Search the records below for the string "JsonFileStorage", and report each line that contains it.
---- DATA SUPPLIED
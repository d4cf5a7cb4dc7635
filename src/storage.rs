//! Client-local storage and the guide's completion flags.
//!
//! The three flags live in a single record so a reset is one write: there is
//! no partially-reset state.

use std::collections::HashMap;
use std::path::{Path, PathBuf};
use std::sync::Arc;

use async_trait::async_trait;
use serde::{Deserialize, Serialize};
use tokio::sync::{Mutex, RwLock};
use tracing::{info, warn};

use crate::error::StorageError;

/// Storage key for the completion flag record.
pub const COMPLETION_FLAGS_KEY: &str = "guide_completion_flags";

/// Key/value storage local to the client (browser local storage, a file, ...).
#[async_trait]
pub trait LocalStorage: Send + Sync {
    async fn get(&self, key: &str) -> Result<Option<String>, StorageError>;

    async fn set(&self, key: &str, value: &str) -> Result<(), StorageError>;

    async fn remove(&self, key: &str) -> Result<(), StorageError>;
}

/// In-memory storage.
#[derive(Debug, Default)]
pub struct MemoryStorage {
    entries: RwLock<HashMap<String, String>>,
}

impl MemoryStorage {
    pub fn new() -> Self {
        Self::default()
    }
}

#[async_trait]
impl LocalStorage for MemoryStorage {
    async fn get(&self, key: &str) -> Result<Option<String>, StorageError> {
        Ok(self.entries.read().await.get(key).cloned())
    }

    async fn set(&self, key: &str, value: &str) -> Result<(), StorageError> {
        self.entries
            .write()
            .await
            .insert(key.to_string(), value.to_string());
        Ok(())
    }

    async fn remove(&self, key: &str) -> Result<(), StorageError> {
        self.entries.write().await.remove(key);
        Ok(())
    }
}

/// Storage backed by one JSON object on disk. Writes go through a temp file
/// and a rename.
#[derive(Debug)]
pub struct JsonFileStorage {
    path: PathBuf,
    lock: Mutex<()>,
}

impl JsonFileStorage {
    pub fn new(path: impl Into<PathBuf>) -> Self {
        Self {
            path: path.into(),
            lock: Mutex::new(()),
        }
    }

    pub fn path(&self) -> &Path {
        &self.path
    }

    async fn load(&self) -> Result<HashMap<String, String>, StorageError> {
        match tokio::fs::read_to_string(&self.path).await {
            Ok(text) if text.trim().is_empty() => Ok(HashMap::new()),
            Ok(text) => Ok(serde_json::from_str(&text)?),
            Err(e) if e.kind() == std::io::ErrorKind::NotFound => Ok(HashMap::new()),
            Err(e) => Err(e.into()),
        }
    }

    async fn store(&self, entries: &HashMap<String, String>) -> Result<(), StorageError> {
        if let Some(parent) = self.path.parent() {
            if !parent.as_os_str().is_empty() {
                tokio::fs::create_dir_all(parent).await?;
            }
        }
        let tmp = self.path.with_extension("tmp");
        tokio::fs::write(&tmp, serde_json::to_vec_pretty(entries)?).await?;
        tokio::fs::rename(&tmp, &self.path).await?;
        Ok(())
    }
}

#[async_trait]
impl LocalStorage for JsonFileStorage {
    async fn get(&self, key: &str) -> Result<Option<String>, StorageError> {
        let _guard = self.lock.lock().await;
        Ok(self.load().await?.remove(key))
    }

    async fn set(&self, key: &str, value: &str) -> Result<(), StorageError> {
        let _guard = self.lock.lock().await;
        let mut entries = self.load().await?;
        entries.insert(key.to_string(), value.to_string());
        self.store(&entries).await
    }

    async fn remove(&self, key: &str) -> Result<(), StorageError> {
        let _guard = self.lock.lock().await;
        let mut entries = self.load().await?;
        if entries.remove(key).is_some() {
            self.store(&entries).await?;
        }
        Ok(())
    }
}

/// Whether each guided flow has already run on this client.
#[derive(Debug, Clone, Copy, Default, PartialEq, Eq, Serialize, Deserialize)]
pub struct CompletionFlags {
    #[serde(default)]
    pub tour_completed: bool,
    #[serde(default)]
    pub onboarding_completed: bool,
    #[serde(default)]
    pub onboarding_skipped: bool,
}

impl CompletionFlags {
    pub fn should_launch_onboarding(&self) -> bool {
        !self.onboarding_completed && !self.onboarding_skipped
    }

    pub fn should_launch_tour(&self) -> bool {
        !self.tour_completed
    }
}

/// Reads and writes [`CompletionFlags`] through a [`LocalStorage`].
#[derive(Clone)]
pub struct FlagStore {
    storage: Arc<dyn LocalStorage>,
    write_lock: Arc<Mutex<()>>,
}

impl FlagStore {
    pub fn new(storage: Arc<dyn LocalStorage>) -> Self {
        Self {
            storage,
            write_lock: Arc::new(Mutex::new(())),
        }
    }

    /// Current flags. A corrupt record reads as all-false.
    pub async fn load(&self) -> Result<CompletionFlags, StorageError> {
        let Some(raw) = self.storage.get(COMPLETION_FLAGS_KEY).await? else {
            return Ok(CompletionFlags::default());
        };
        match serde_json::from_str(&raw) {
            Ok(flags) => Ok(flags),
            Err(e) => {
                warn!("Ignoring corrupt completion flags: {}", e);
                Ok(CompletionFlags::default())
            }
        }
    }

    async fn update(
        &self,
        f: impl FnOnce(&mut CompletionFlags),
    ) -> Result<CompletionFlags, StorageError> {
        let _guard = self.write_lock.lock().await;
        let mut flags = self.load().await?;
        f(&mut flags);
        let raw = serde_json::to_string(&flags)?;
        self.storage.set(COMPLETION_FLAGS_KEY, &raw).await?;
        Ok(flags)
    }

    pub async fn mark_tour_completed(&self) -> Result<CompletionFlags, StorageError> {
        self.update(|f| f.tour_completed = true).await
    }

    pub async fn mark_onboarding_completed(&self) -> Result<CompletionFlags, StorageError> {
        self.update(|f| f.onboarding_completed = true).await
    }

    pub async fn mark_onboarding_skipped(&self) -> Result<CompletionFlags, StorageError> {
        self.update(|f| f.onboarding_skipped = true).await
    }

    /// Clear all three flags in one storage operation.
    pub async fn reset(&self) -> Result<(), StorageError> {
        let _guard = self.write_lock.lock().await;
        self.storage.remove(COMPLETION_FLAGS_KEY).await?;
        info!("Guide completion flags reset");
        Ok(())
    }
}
--------
TASK ANSWER |
pub struct JsonFileStorage {
impl JsonFileStorage {
impl LocalStorage for JsonFileStorage {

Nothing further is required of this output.